New buildings in the territory must meet the current national building code, updated in 2010.
Older buildings are only required to meet the standard that was law when they were built. Those often don’t include accessibility requirements.
Hardie said territorial legislation can help monitor the unique circumstances of remote communities as well as Whitehorse.
Issues that could be addressed in the city include snow and ice removal on sidewalks, the steep grading of one section of the Millennium Trail that can’t be negotiated in a wheelchair, and improper or non-existent curb cuts, she said.

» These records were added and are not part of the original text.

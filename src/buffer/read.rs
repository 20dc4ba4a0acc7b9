//! Read buffer for decoding frame data

use bytes::Bytes;

use crate::error::{Error, Result};

/// A buffer for reading frame data
#[derive(Debug)]
pub struct ReadBuffer {
    /// The underlying byte data
    data: Bytes,
    /// Current read position
    pos: usize,
}

impl ReadBuffer {
    /// Create a new ReadBuffer from bytes
    pub fn new(data: Bytes) -> Self {
        Self { data, pos: 0 }
    }

    /// Create a new ReadBuffer from a byte slice
    pub fn from_slice(data: &[u8]) -> Self {
        Self {
            data: Bytes::copy_from_slice(data),
            pos: 0,
        }
    }

    /// Get the current position in the buffer
    #[inline]
    pub fn position(&self) -> usize {
        self.pos
    }

    /// Get the total length of the buffer
    #[inline]
    pub fn len(&self) -> usize {
        self.data.len()
    }

    /// Check if the buffer is empty
    #[inline]
    pub fn is_empty(&self) -> bool {
        self.data.is_empty()
    }

    /// Get the number of bytes remaining to be read
    #[inline]
    pub fn remaining(&self) -> usize {
        self.data.len().saturating_sub(self.pos)
    }

    #[inline]
    fn ensure_remaining(&self, n: usize) -> Result<()> {
        if self.remaining() < n {
            Err(Error::BufferUnderflow {
                needed: n,
                available: self.remaining(),
            })
        } else {
            Ok(())
        }
    }

    /// Read all remaining bytes
    pub fn read_remaining(&mut self) -> Bytes {
        let bytes = self.data.slice(self.pos..);
        self.pos = self.data.len();
        bytes
    }

    /// Read a 32-bit unsigned integer in little-endian format
    pub fn read_u32_le(&mut self) -> Result<u32> {
        self.ensure_remaining(4)?;
        let mut raw = [0u8; 4];
        raw.copy_from_slice(&self.data[self.pos..self.pos + 4]);
        self.pos += 4;
        Ok(u32::from_le_bytes(raw))
    }

    /// Read a 64-bit unsigned integer in little-endian format
    pub fn read_u64_le(&mut self) -> Result<u64> {
        self.ensure_remaining(8)?;
        let mut raw = [0u8; 8];
        raw.copy_from_slice(&self.data[self.pos..self.pos + 8]);
        self.pos += 8;
        Ok(u64::from_le_bytes(raw))
    }
}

“If you were to tour the town, you would see that all curb cuts are not equal. Some of the curb cuts face directly into the street and have the potential to move you quickly into traffic. Or in some cases, you have to go out into traffic to access them.”
In the Yukon accessibility appears to be something that’s dealt with on a case-by-case basis.
The City of Whitehorse has a persons with disabilities advisory committee.
The Yukon government’s new Conrad Campground includes two campsites with ramps, picnic tables that can accommodate a wheelchair, and specially designed fire pits.
The government has been funding a part-time American Sign Language interpreter since 2012. That money is scheduled to last until 2018.
Yukon government business cards can be made to include braille, but it’s not always done.
A spokesperson for the Department of Health and Social Services said that’s done “where it is suitable for (the) client group.”
Hardie said she thinks the territorial and municipal governments try their best.
But they need “to have expert consultation on every new project, existing project and upgrade projects,” she said.
“They should be leading because it is the right thing to do, not because they are legislated to do so.”